After becoming HIV-positive, she accessed antiretrovirals (ARVs) with the help of Tasintha’s in-house clinic and is mother to a four-year-old son.
Although she has told her son what she used to do for money, she admitted it was a hard subject to broach but one she felt she had to when other children began teasing him about what his mother did for work.
“(The children) are scared to tell us if other people tease them,” said Priscilla, who has been laughed at and ridiculed by members of the community for having been a sex worker herself. “Some children understand, some don’t; I explained that this is what I do and when you hear people saying things, don’t pay attention to it because I feed you from this money.”
Priscilla added that when money was short, she’s also had to trade sex with her son’s teachers in lieu of the school fees she could not pay.
One way or another, children often find out and often feel a mixture of respect and responsibility for their mothers”, Phiri added.
“We had a problem with one of the schools where we took some of the children. The teachers know that the children are sponsored by the Tasintha programme,” she said.

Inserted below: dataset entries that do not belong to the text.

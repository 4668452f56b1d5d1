//! Error types for schema extraction.

use crate::driver::Backend;
use crate::extract::{ExtractStep, QueryError};
use thiserror::Error;

#[derive(Debug, Error)]
pub enum Error {
    #[error("Invalid connection string {input:?}: {reason}")]
    InvalidConnectionString { input: String, reason: String },

    #[error("Unsupported database scheme: {scheme}")]
    UnsupportedBackend { scheme: String },

    #[error("Failed to connect to {backend} database: {source}")]
    Connect {
        backend: Backend,
        #[source]
        source: QueryError,
    },

    #[error("Schema extraction failed while loading {step}{}: {source}", object_suffix(.object))]
    ExtractionFailed {
        step: ExtractStep,
        object: Option<String>,
        #[source]
        source: QueryError,
    },

    #[error("Configuration error: {0}")]
    Config(String),

    #[error("IO error: {0}")]
    Io(#[from] std::io::Error),

    #[error("YAML error: {0}")]
    Yaml(#[from] serde_yaml::Error),
}

fn object_suffix(object: &Option<String>) -> String {
    match object {
        Some(name) => format!(" for {name}"),
        None => String::new(),
    }
}

impl Error {
    pub fn invalid_connection_string(input: impl Into<String>, reason: impl Into<String>) -> Self {
        Error::InvalidConnectionString {
            input: input.into(),
            reason: reason.into(),
        }
    }

    pub fn extraction(step: ExtractStep, object: Option<&str>, source: QueryError) -> Self {
        Error::ExtractionFailed {
            step,
            object: object.map(str::to_string),
            source,
        }
    }

    /// Format error with its full cause chain.
    pub fn format_detailed(&self) -> String {
        let mut output = format!("Error: {}\n", self);

        let mut source = std::error::Error::source(self);
        let mut depth = 1;
        while let Some(err) = source {
            output.push_str(&format!("\nCaused by:\n  {}: {}", depth, err));
            source = err.source();
            depth += 1;
        }

        output
    }
}

pub type Result<T> = std::result::Result<T, Error>;
//! Configuration loading and validation.

use crate::driver::parse_connection_string;
use crate::error::{Error, Result};
use serde::{Deserialize, Serialize};
use std::fmt;
use std::path::{Path, PathBuf};
use std::str::FromStr;

#[derive(Debug, Clone, Default, PartialEq, Serialize, Deserialize)]
#[serde(default)]
pub struct Config {
    pub database: DatabaseConfig,
    pub output: OutputConfig,
    pub schema: SchemaConfig,
}

#[derive(Debug, Clone, Default, PartialEq, Serialize, Deserialize)]
#[serde(default)]
pub struct DatabaseConfig {
    pub url: String,
}

#[derive(Debug, Clone, Default, PartialEq, Serialize, Deserialize)]
#[serde(default)]
pub struct OutputConfig {
    pub format: OutputFormat,
    /// Output path; `schema.<ext>` when unset.
    pub file: Option<PathBuf>,
}

/// What to extract.
#[derive(Debug, Clone, Default, PartialEq, Serialize, Deserialize)]
#[serde(default)]
pub struct SchemaConfig {
    pub include_views: bool,
    /// Only these tables (empty = no restriction).
    pub include_tables: Vec<String>,
    pub exclude_tables: Vec<String>,
    /// Namespace for catalog-query backends; `public` when unset.
    pub namespace: Option<String>,
}

/// Diagram notation to render.
#[derive(Debug, Clone, Copy, PartialEq, Eq, Default, Serialize, Deserialize)]
#[serde(rename_all = "lowercase")]
pub enum OutputFormat {
    #[default]
    Mermaid,
    PlantUml,
    Graphviz,
}

impl OutputFormat {
    pub fn variants() -> &'static [&'static str] {
        &["mermaid", "plantuml", "graphviz"]
    }

    pub fn name(&self) -> &'static str {
        match self {
            Self::Mermaid => "mermaid",
            Self::PlantUml => "plantuml",
            Self::Graphviz => "graphviz",
        }
    }

    pub fn extension(&self) -> &'static str {
        match self {
            Self::Mermaid => "md",
            Self::PlantUml => "puml",
            Self::Graphviz => "dot",
        }
    }
}

impl FromStr for OutputFormat {
    type Err = String;

    fn from_str(s: &str) -> std::result::Result<Self, Self::Err> {
        match s.to_lowercase().as_str() {
            "mermaid" => Ok(Self::Mermaid),
            "plantuml" => Ok(Self::PlantUml),
            "graphviz" | "dot" => Ok(Self::Graphviz),
            _ => Err(format!(
                "invalid format '{}'. Valid formats: {}",
                s,
                Self::variants().join(", ")
            )),
        }
    }
}

impl fmt::Display for OutputFormat {
    fn fmt(&self, f: &mut fmt::Formatter<'_>) -> fmt::Result {
        f.write_str(self.name())
    }
}

impl OutputConfig {
    pub fn resolved_file(&self) -> PathBuf {
        self.file
            .clone()
            .unwrap_or_else(|| PathBuf::from(format!("schema.{}", self.format.extension())))
    }
}

impl Config {
    /// Load configuration from a YAML file.
    pub fn load<P: AsRef<Path>>(path: P) -> Result<Self> {
        let content = std::fs::read_to_string(path)?;
        Self::from_yaml(&content)
    }

    /// Parse configuration from YAML without validating it, so flags can fill gaps first.
    pub fn from_yaml(yaml: &str) -> Result<Self> {
        Ok(serde_yaml::from_str(yaml)?)
    }

    pub fn validate(&self) -> Result<()> {
        if self.database.url.trim().is_empty() {
            return Err(Error::Config("database.url is required".into()));
        }
        parse_connection_string(&self.database.url)?;

        if let Some(ns) = &self.schema.namespace {
            if ns.trim().is_empty() {
                return Err(Error::Config("schema.namespace cannot be empty".into()));
            }
        }

        Ok(())
    }
}

/// Split a comma-separated name list, trimming blanks.
pub fn parse_name_list(input: &str) -> Vec<String> {
    input
        .split(',')
        .map(str::trim)
        .filter(|s| !s.is_empty())
        .map(str::to_string)
        .collect()
}
//! Backend detection from connection strings.

use crate::error::{Error, Result};
use std::fmt;

/// Supported backend families.
#[derive(Debug, Clone, Copy, PartialEq, Eq, Hash)]
pub enum Backend {
    /// Catalog-query introspection through `information_schema`.
    Postgres,
    /// Pragma-style introspection of a single database file.
    Sqlite,
}

impl Backend {
    /// Map a URI scheme to a backend family.
    pub fn from_scheme(scheme: &str) -> Option<Self> {
        match scheme.to_lowercase().as_str() {
            "postgres" | "postgresql" => Some(Self::Postgres),
            "sqlite" | "sqlite3" => Some(Self::Sqlite),
            _ => None,
        }
    }

    pub fn name(&self) -> &'static str {
        match self {
            Self::Postgres => "postgresql",
            Self::Sqlite => "sqlite",
        }
    }

    /// Namespace used when the caller does not pick one.
    pub fn default_namespace(&self) -> &'static str {
        match self {
            Self::Postgres => "public",
            Self::Sqlite => "main",
        }
    }
}

impl fmt::Display for Backend {
    fn fmt(&self, f: &mut fmt::Formatter<'_>) -> fmt::Result {
        f.write_str(self.name())
    }
}

/// What the query executor needs to open a connection.
#[derive(Debug, Clone, PartialEq, Eq)]
pub struct ConnectionDescriptor {
    pub backend: Backend,
    /// Connection string for Postgres, filesystem path for SQLite.
    pub target: String,
}

/// Parse a connection string into a [`ConnectionDescriptor`].
pub fn parse_connection_string(input: &str) -> Result<ConnectionDescriptor> {
    let (scheme, rest) = split_scheme(input)?;

    let backend = Backend::from_scheme(scheme).ok_or_else(|| Error::UnsupportedBackend {
        scheme: scheme.to_string(),
    })?;

    let target = match backend {
        Backend::Postgres => input.to_string(),
        Backend::Sqlite => {
            let path = rest.strip_prefix("//").unwrap_or(rest);
            if path.is_empty() {
                return Err(Error::invalid_connection_string(input, "missing database path"));
            }
            path.to_string()
        }
    };

    Ok(ConnectionDescriptor { backend, target })
}

/// Split `scheme:rest`, checking the scheme's shape.
fn split_scheme(input: &str) -> Result<(&str, &str)> {
    if input.trim().is_empty() {
        return Err(Error::invalid_connection_string(input, "empty connection string"));
    }

    let Some(colon) = input.find(':') else {
        return Err(Error::invalid_connection_string(input, "missing scheme"));
    };
    let (scheme, rest) = (&input[..colon], &input[colon + 1..]);

    let mut chars = scheme.chars();
    match chars.next() {
        Some(c) if c.is_ascii_alphabetic() => {}
        Some(_) => return Err(Error::invalid_connection_string(input, "malformed scheme")),
        None => return Err(Error::invalid_connection_string(input, "missing scheme")),
    }
    if !chars.all(|c| c.is_ascii_alphanumeric() || matches!(c, '+' | '-' | '.')) {
        return Err(Error::invalid_connection_string(input, "malformed scheme"));
    }

    Ok((scheme, rest))
}
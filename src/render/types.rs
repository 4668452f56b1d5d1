//! Backend-agnostic display types for diagram output.

use crate::schema::Column;

/// Display class of a column's raw type.
#[derive(Debug, Clone, PartialEq, Eq)]
pub enum DisplayType {
    /// Variable-length string with optional length.
    VarChar(Option<i32>),
    Int,
    BigInt,
    /// Decimal with `(precision, scale)` when both are known.
    Decimal(Option<(i32, i32)>),
    Bool,
    Date,
    Timestamp,
    /// Unrecognised raw type, kept as reported.
    Other(String),
}

/// Stand-in for columns declared without a type (SQLite allows these).
pub const UNTYPED: &str = "any";

impl DisplayType {
    /// Classify a column by its raw type name, case-insensitively.
    pub fn of(column: &Column) -> Self {
        let lower = column.data_type.trim().to_lowercase();
        if lower.is_empty() {
            return Self::Other(UNTYPED.to_string());
        }

        match lower.as_str() {
            "varchar" | "text" | "char" | "string" | "character varying" | "character" => {
                Self::VarChar(column.length)
            }
            "int" | "integer" | "int4" | "smallint" | "int2" => Self::Int,
            "bigint" | "int8" => Self::BigInt,
            "decimal" | "numeric" => match (column.precision, column.scale) {
                (Some(p), Some(s)) => Self::Decimal(Some((p, s))),
                _ => Self::Decimal(None),
            },
            "boolean" | "bool" => Self::Bool,
            "date" => Self::Date,
            "timestamp" | "datetime" | "timestamptz" | "timestamp without time zone"
            | "timestamp with time zone" => Self::Timestamp,
            _ => Self::Other(column.data_type.clone()),
        }
    }
}

/// Upper-case spelling shared by PlantUML and Graphviz.
pub(crate) fn sized(base: &str, display: &DisplayType) -> Option<String> {
    match display {
        DisplayType::VarChar(Some(len)) => Some(format!("{}({})", base, len)),
        DisplayType::Decimal(Some((p, s))) => Some(format!("{}({},{})", base, p, s)),
        _ => None,
    }
}

/// Replace characters that are not valid in diagram identifiers.
pub(crate) fn clean_identifier(name: &str) -> String {
    name.chars()
        .map(|c| match c {
            '-' | '.' | '"' | '\'' | '{' | '}' | ':' => '_',
            c if c.is_whitespace() => '_',
            other => other,
        })
        .collect()
}
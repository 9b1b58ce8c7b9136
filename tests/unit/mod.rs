mod drafts;
mod export;
mod lifecycle;
mod pagination;
mod validation;
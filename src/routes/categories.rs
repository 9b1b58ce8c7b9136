use axum::{
    Json,
    extract::State,
    http::StatusCode,
    response::IntoResponse,
};
use serde::Deserialize;
use std::sync::Arc;
use uuid::Uuid;
use validator::Validate;

use crate::{
    AppState,
    db::models::api::{ApiResponse, ResponseMeta},
    error::AppResult,
    middleware::auth::AuthUserInfo,
    services::CategoriesService,
    validation::category::validate_category_name,
    validation::{PathParam, QueryParams, ValidatedJson},
};

#[derive(Debug, Deserialize, Validate)]
pub struct CreateCategoryRequest {
    #[validate(custom(function = "validate_category_name"))]
    pub name: String,
    pub description: Option<String>,
    #[validate(range(min = 1, max = 8760, message = "sla_hours must be between 1 and 8760"))]
    pub sla_hours: i32,
    pub default_assignee_id: Option<Uuid>,
}

/// Partial update. `clear_default_assignee` removes the default routing.
#[derive(Debug, Deserialize, Validate)]
pub struct UpdateCategoryRequest {
    #[validate(custom(function = "validate_category_name"))]
    pub name: Option<String>,
    pub description: Option<String>,
    #[validate(range(min = 1, max = 8760, message = "sla_hours must be between 1 and 8760"))]
    pub sla_hours: Option<i32>,
    pub default_assignee_id: Option<Uuid>,
    #[serde(default)]
    pub clear_default_assignee: bool,
    pub is_active: Option<bool>,
}

#[derive(Deserialize)]
pub struct CategoryQuery {
    pub include_inactive: Option<bool>,
}

pub async fn list_categories(
    State(state): State<Arc<AppState>>,
    auth: AuthUserInfo,
    QueryParams(query): QueryParams<CategoryQuery>,
) -> AppResult<impl IntoResponse> {
    let mut conn = state.db.get()?;
    let categories = CategoriesService::list(
        &mut conn,
        &auth.context(),
        query.include_inactive.unwrap_or(false),
    )?;

    let meta = ResponseMeta::with_total(categories.len() as i64);
    let response =
        ApiResponse::success_with_meta(categories, "Categories retrieved successfully", meta);
    Ok((StatusCode::OK, Json(response)))
}

pub async fn create_category(
    State(state): State<Arc<AppState>>,
    auth: AuthUserInfo,
    ValidatedJson(req): ValidatedJson<CreateCategoryRequest>,
) -> AppResult<impl IntoResponse> {
    let category = {
        let mut conn = state.db.get()?;
        CategoriesService::create(&mut conn, &auth.context(), &req)?
    };
    state.cache.invalidate_best_effort().await;

    let response = ApiResponse::created(category, "Category created successfully");
    Ok((StatusCode::CREATED, Json(response)))
}

pub async fn update_category(
    State(state): State<Arc<AppState>>,
    auth: AuthUserInfo,
    PathParam(category_id): PathParam<Uuid>,
    ValidatedJson(req): ValidatedJson<UpdateCategoryRequest>,
) -> AppResult<impl IntoResponse> {
    let category = {
        let mut conn = state.db.get()?;
        CategoriesService::update(&mut conn, &auth.context(), category_id, &req)?
    };
    state.cache.invalidate_best_effort().await;

    let response = ApiResponse::success(category, "Category updated successfully");
    Ok((StatusCode::OK, Json(response)))
}
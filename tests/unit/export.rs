// CSV export shaping

use chrono::Utc;
use grievance_backend::db::enums::{IssuePriority, IssueStatus};
use grievance_backend::db::models::issue::Issue;
use grievance_backend::services::export_service::{CSV_HEADER, ExportRow, write_csv};
use uuid::Uuid;

fn issue(title: &str) -> Issue {
    let now = Utc::now();
    Issue {
        id: Uuid::new_v4(),
        reporter_id: Uuid::new_v4(),
        category_id: Uuid::new_v4(),
        assignee_id: Some(Uuid::new_v4()),
        title: title.to_string(),
        description: "desc".to_string(),
        latitude: 19.07,
        longitude: 72.87,
        address: Some("Line \"A\"".to_string()),
        photo_urls: vec![],
        status: IssueStatus::Resolved,
        priority: IssuePriority::Urgent,
        vote_count: 12,
        sla_due_at: Some(now),
        escalation_level: 2,
        escalated_at: None,
        resolved_at: Some(now),
        created_at: now,
        updated_at: now,
    }
}

#[test]
fn csv_has_header_and_one_line_per_issue() {
    let rows = vec![
        ExportRow::new(issue("Leaking pipe"), "Water".to_string()),
        ExportRow::new(issue("Open manhole"), "Roads".to_string()),
    ];
    let text = String::from_utf8(write_csv(&rows).unwrap()).unwrap();

    let mut reader = csv::Reader::from_reader(text.as_bytes());
    let headers: Vec<String> = reader
        .headers()
        .unwrap()
        .iter()
        .map(str::to_string)
        .collect();
    assert_eq!(headers, CSV_HEADER.to_vec());

    let records: Vec<csv::StringRecord> = reader.records().map(Result::unwrap).collect();
    assert_eq!(records.len(), 2);
    assert_eq!(&records[0][1], "Leaking pipe");
    assert_eq!(&records[0][2], "Water");
    assert_eq!(&records[0][3], "resolved");
    assert_eq!(&records[0][4], "urgent");
    assert_eq!(&records[0][7], "Line \"A\"");
    assert_eq!(&records[1][8], "12");
    assert_eq!(&records[1][14], "2");
}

“If they misbehaved, or came to school late, the teachers would shout at them: ‘After all you are just good for nothing, you are children of sex workers.’”
When the stigma becomes too much for children, Tasintha liaises with the nearby Chainama Hills Mental Hospital to bring in counsellors, a service most called on when mothers or children have to deal with a HIV-positive diagnosis.
Amid high HIV prevalence rates among sex workers and a struggling national prevention of mother-to-child HIV transmission programme (PMTCT) that reached just 29% of HIV-exposed babies with treatment in 2009, Tasintha works with the nearby mission-based Coptic Hospital to ensure that HIV-positive women in its programme access services to ensure their babies are born HIV-negative.
In the meantime, Tasintha continues to watch a generation of children born HIV-positive come of age.
Phiri described a recent case where a child became suicidal and had to be rushed to a child psychologist over her HIV status.
“This is a child that believes that the only way you can get HIV is through sex and she has never had sex with anybody, and then she is told she is HIV-positive. It becomes a very big problem to handle and we are handling a lot of such cases.”